Les géants pharmaceutiques ont rejeté un plan de l’UE pour effectuer des vaccins plus rapides contre les coronavirus: pourquoi?

Selon The Guardian, les plus grands groupes pharmaceutiques du monde ont rejeté en 2017 une proposition de l’Union européenne visant à accélérer le processus d’élaboration des vaccins. Celle-ci impliquait notamment de travailler sur des agents pathogènes semblables au covid-19, afin d’empêcher leur développement avant une épidémie.

C’est une révélation qui fait tâche en pleine pandémie. Alors que le coronavirus a infecté plus de 5,4 millions de personnes à ce jour, il semblerait que les choses auraient pu se passer autrement si une décision avait été prise il y a trois ans.

En 2017, les représentants de la Commission européenne qui siègent au sein de l’Initiative en matière de médicaments innovants (IMI) proposent un plan pour accélérer le développement et l’approbation des vaccins. Un plan rejeté par les partenaires industriels de l’organisme, soit les plus grandes entreprises pharmaceutiques au monde.

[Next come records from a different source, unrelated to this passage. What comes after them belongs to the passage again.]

use std::sync::atomic::{AtomicU32, Ordering};
use std::sync::Arc;

use ibc_core::channel::types::acknowledgement::Acknowledgement;
use ibc_core::channel::types::packet::Packet;
use ibc_core::client::types::Height;
use ibc_core::commitment_types::commitment::CommitmentPrefix;
use ibc_core::host::types::identifiers::{ChainId, ChannelId, ClientId, PortId, Sequence};
use ibc_core::host::types::path::Path;
use ibc_core::host::ValidationContext;
use ibc_primitives::proto::Any;
use ibc_primitives::Signer;
use ibc_relayer::{
    Chain, ChainStatus, ClientInit, ProvenValue, RelayerError, SigningContext, TxResponse,
};
use ibc_store::StoreError;
use parking_lot::{Mutex, MutexGuard};
use tracing::debug;

use crate::context::MockContext;
use crate::hosts::HostError;

/// A [`MockContext`] served to the relayer as a [`Chain`].
///
/// Clones share the same context, so tests keep a clone to inspect and
/// drive the chain while the relayer runtime owns another.
#[derive(Clone, Debug)]
pub struct MockChain {
    chain_id: ChainId,
    ctx: Arc<Mutex<MockContext>>,
    /// Submissions to fail with a transport error before accepting any
    failing_submissions: Arc<AtomicU32>,
    /// Submissions to deliver whose responses are then lost
    lost_responses: Arc<AtomicU32>,
}

impl MockChain {
    pub fn new(ctx: MockContext) -> Self {
        Self {
            chain_id: ctx.chain_id().clone(),
            ctx: Arc::new(Mutex::new(ctx)),
            failing_submissions: Arc::new(AtomicU32::new(0)),
            lost_responses: Arc::new(AtomicU32::new(0)),
        }
    }

    pub fn ctx(&self) -> MutexGuard<'_, MockContext> {
        self.ctx.lock()
    }

    /// Makes the next `count` submissions fail as if the node were
    /// unreachable. The transactions are not delivered.
    pub fn fail_next_submissions(&self, count: u32) {
        self.failing_submissions.store(count, Ordering::SeqCst);
    }

    /// Makes the next `count` submissions land on chain but fail as if the
    /// connection dropped before the response arrived.
    pub fn lose_next_responses(&self, count: u32) {
        self.lost_responses.store(count, Ordering::SeqCst);
    }

    fn take_failure(&self) -> bool {
        take_one(&self.failing_submissions)
    }

    fn unreachable(&self) -> RelayerError {
        RelayerError::Transport {
            chain_id: self.chain_id.clone(),
            description: "node unreachable".to_string(),
        }
    }

    fn not_found(&self, what: impl ToString) -> RelayerError {
        RelayerError::NotFound {
            chain_id: self.chain_id.clone(),
            what: what.to_string(),
        }
    }

    fn host_error(&self, e: HostError) -> RelayerError {
        match e {
            HostError::UnknownBlock { .. } => self.not_found(e),
            HostError::LightClient { description } => RelayerError::InvalidValue {
                chain_id: self.chain_id.clone(),
                what: "light client state".to_string(),
                description,
            },
        }
    }

    fn store_error(&self, e: StoreError) -> RelayerError {
        match e {
            StoreError::MissingHeight { .. } => self.not_found(e),
            e => RelayerError::Transport {
                chain_id: self.chain_id.clone(),
                description: e.to_string(),
            },
        }
    }
}

#[async_trait::async_trait]
impl Chain for MockChain {
    fn id(&self) -> ChainId {
        self.chain_id.clone()
    }

    async fn query_status(&self) -> Result<ChainStatus, RelayerError> {
        let ctx = self.ctx();
        Ok(ChainStatus {
            height: ctx.latest_height(),
            timestamp: ctx.latest_timestamp(),
        })
    }

    async fn query_commitment_prefix(&self) -> Result<CommitmentPrefix, RelayerError> {
        Ok(self.ctx().ibc_store.commitment_prefix())
    }

    async fn query_client_latest_height(
        &self,
        client_id: &ClientId,
    ) -> Result<Height, RelayerError> {
        self.ctx()
            .client_latest_height(client_id)
            .map_err(|e| self.not_found(e))
    }

    async fn query_clients_tracking(
        &self,
        chain_id: &ChainId,
    ) -> Result<Vec<ClientId>, RelayerError> {
        Ok(self.ctx().clients_tracking(chain_id))
    }

    async fn query_client_init(&self) -> Result<ClientInit, RelayerError> {
        let (client_state, consensus_state, height) =
            self.ctx().client_init().map_err(|e| self.host_error(e))?;
        Ok(ClientInit {
            client_state,
            consensus_state,
            height,
        })
    }

    async fn query_header(
        &self,
        trusted_height: Height,
        target_height: Height,
    ) -> Result<Any, RelayerError> {
        self.ctx()
            .header(trusted_height, target_height)
            .map_err(|e| self.host_error(e))
    }

    async fn query_proven(&self, path: Path, height: Height) -> Result<ProvenValue, RelayerError> {
        let (value, proof) = self
            .ctx()
            .proven(&path, height)
            .map_err(|e| self.store_error(e))?;
        Ok(ProvenValue {
            value,
            proof,
            height,
        })
    }

    async fn query_pending_packets(
        &self,
        port_id: &PortId,
        channel_id: &ChannelId,
    ) -> Result<Vec<Packet>, RelayerError> {
        Ok(self.ctx().pending_packets(port_id, channel_id))
    }

    async fn query_written_ack(
        &self,
        port_id: &PortId,
        channel_id: &ChannelId,
        sequence: Sequence,
    ) -> Result<Option<Acknowledgement>, RelayerError> {
        Ok(self.ctx().written_ack(port_id, channel_id, sequence))
    }

    async fn submit(
        &self,
        signer: &SigningContext,
        messages: Vec<Any>,
    ) -> Result<TxResponse, RelayerError> {
        if self.take_failure() {
            return Err(self.unreachable());
        }

        let tx = signer.sign(messages)?;
        let mut ctx = self.ctx();

        let sender = tx.recover_signer()?;
        tx.verify(ctx.eth_chain_id(), &sender)?;

        let delivered = ctx
            .deliver_tx(Signer::new(sender.to_string()), tx.messages)
            .map_err(|e| RelayerError::rejected(&self.chain_id, &e))?;
        debug!(
            chain_id = %self.chain_id,
            height = %delivered.height,
            events = delivered.events.len(),
            "transaction included"
        );

        if take_one(&self.lost_responses) {
            return Err(self.unreachable());
        }

        Ok(TxResponse {
            height: delivered.height,
            events: delivered.events,
        })
    }
}

fn take_one(counter: &AtomicU32) -> bool {
    counter
        .fetch_update(Ordering::SeqCst, Ordering::SeqCst, |left| left.checked_sub(1))
        .is_ok()
}

#[cfg(test)]
mod tests {
    use ibc_core::host::TimeoutPolicy;

    use super::*;
    use crate::fixtures::{relayer_signing_context, MockContextConfig};

    fn chain(eth_chain_id: u64) -> MockChain {
        MockChain::new(
            MockContextConfig::builder()
                .eth_chain_id(eth_chain_id)
                .timeout_policy(TimeoutPolicy::KeepOpen)
                .build(),
        )
    }

    #[tokio::test]
    async fn status_reports_the_latest_block() {
        let chain = chain(2018);
        chain.ctx().advance_blocks(2);

        let status = chain.query_status().await.unwrap();
        assert_eq!(status.height, Height::new(0, 3).unwrap());
        assert_eq!(status.timestamp, chain.ctx().latest_timestamp());
    }

    #[tokio::test]
    async fn transactions_signed_for_another_network_are_refused() {
        let chain = chain(2018);
        let signing = relayer_signing_context(&chain.id(), 3018, 9);
        let before = chain.ctx().latest_height();

        let result = chain.submit(&signing, vec![]).await;

        assert!(matches!(
            result,
            Err(RelayerError::InvalidTxSignature { .. })
        ));
        assert_eq!(chain.ctx().latest_height(), before);
    }

    #[tokio::test]
    async fn injected_failures_are_transient() {
        let chain = chain(2018);
        let signing = relayer_signing_context(&chain.id(), 2018, 9);
        chain.fail_next_submissions(1);

        let first = chain.submit(&signing, vec![]).await;
        assert!(first.unwrap_err().is_transient());

        let second = chain.submit(&signing, vec![]).await.unwrap();
        assert!(second.events.is_empty());
    }

    #[tokio::test]
    async fn lost_responses_still_land_the_transaction() {
        let chain = chain(2018);
        let signing = relayer_signing_context(&chain.id(), 2018, 9);
        let before = chain.ctx().latest_height();
        chain.lose_next_responses(1);

        let result = chain.submit(&signing, vec![]).await;

        assert!(result.unwrap_err().is_transient());
        assert_eq!(chain.ctx().latest_height(), before.increment());
    }

    #[tokio::test]
    async fn no_clients_track_an_unknown_chain() {
        let chain = chain(2018);
        let other = ChainId::new("ibc7").unwrap();

        assert!(chain
            .query_clients_tracking(&other)
            .await
            .unwrap()
            .is_empty());
    }

    #[tokio::test]
    async fn unknown_clients_are_not_found() {
        let chain = chain(2018);
        let client_id = ClientId::new("hb-ibft2", 0).unwrap();

        assert!(matches!(
            chain.query_client_latest_height(&client_id).await,
            Err(RelayerError::NotFound { .. })
        ));
    }
}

La Commission avançait pourtant que celui-ci pouvait ‘faciliter le développement et l’approbation réglementaire de vaccins contre les agents pathogènes prioritaires, dans la mesure du possible avant qu’une épidémie réelle ne se produise’. Mais un tel cas de figure ne semblait pas être la priorité des membres de l’IMI à l’époque.

GSK, Pfizer, Novartis

Ces révélations ont été publiées dans un rapport du Corporate Observatory Europe (COE), un centre de recherche basé à Bruxelles qui examine les décisions prises par l’IMI. Celle-ci dispose d’un budget de 5 milliards d’euros constitué de fonds de l’UE et de contributions en nature d’organismes privés et autres. Parmi les membres du conseil d’administration de l’IMI, on retrouve notamment GlaxoSmithKline (GSK), Novartis, Pfizer, Lilly et Johnson & Johnson.

Ce rapport ne va pas arranger le cas de l’industrie pharmaceutique. Si elle se rue désormais à toute vitesse pour trouver un vaccin, elle est aussi sous le feu des critiques ces dernières semaines pour ne pas avoir priorisé les traitements aux maladies infectieuses, moins rentables que ceux pour les maladies chroniques. En témoignent les chiffres: sur les 400 nouveaux projets menés l’année dernière par les 20 plus grandes entreprises du secteur, la moitié portaient sur le traitement du cancer, contre 65 ‘seulement’ sur les maladies infectieuses.

Selon le rapport du COE, plutôt que de ‘compenser les défaillances du marché’ en se concentrant sur des médicaments innovants, l’IMI s’est davantage centrée sur les priorités du marché sans changer ses habitudes.

‘D’autres priorités’

Outre le rejet de cette proposition, il ressort que l’IMI a décidé de ne pas financer de projets avec la Coalition pour les Innovations en matière de Préparation aux Épidémies, une fondation qui cherche à lutter contre les maladies ‘prioritaires’ telles que le MERS (Moyen Orient, 2012) et le SARS (Chine, 2002) , deux autres coronavirus.

Pour sa défense, une porte-parole de l’IMI a déclaré que les maladies infectieuses et les vaccins étaient en concurrence avec d’autres priorités au moment de la proposition en 2017, telles que la recherche sur la tuberculose, les maladies auto-immunes et la santé numérique.

Elle a cependant affirmé qu’elles ont été une priorité ‘dès le début’, soulignant un projet de 20 millions d’euros nommé ‘Zapi’, lancé en 2015 à la suite de la pandémie d’Ebola. Et en janvier, alors que le covid-19 apparaissait, l’IMI a lancé un financement pour les ‘innovations visant à accélérer le développement et la fabrication de vaccins’. Un autre porte-parole a aussi indiqué qu’environ un tiers du budget de l’IMI était consacré aux maladies infectieuses, y compris la résistance antimicrobienne, les vaccins, le virus Ebola et la tuberculose.

‘Le rapport semble suggérer que l’IMI a échoué dans sa mission de protection du citoyen européen en laissant passer une occasion de préparer la société à l’actuelle pandémie de Covid’, a déclaré la porte-parole.

‘Cela est trompeur à deux égards: la recherche proposée par la Commission était de faible envergure et se concentrait sur la révision des modèles animaux et le développement de modèles informatiques pour mieux définir/anticiper le type et le niveau de la réponse immunitaire déclenchée chez les animaux et les humains.’

Le COE indique que la domination du marché par l’IMI a créé d’importantes lacunes pour le financement de la recherche sur les maladies prioritaires épinglées par l’OMS. Maladies pour lesquelles il n’existe actuellement aucun traitement efficace ou adéquat.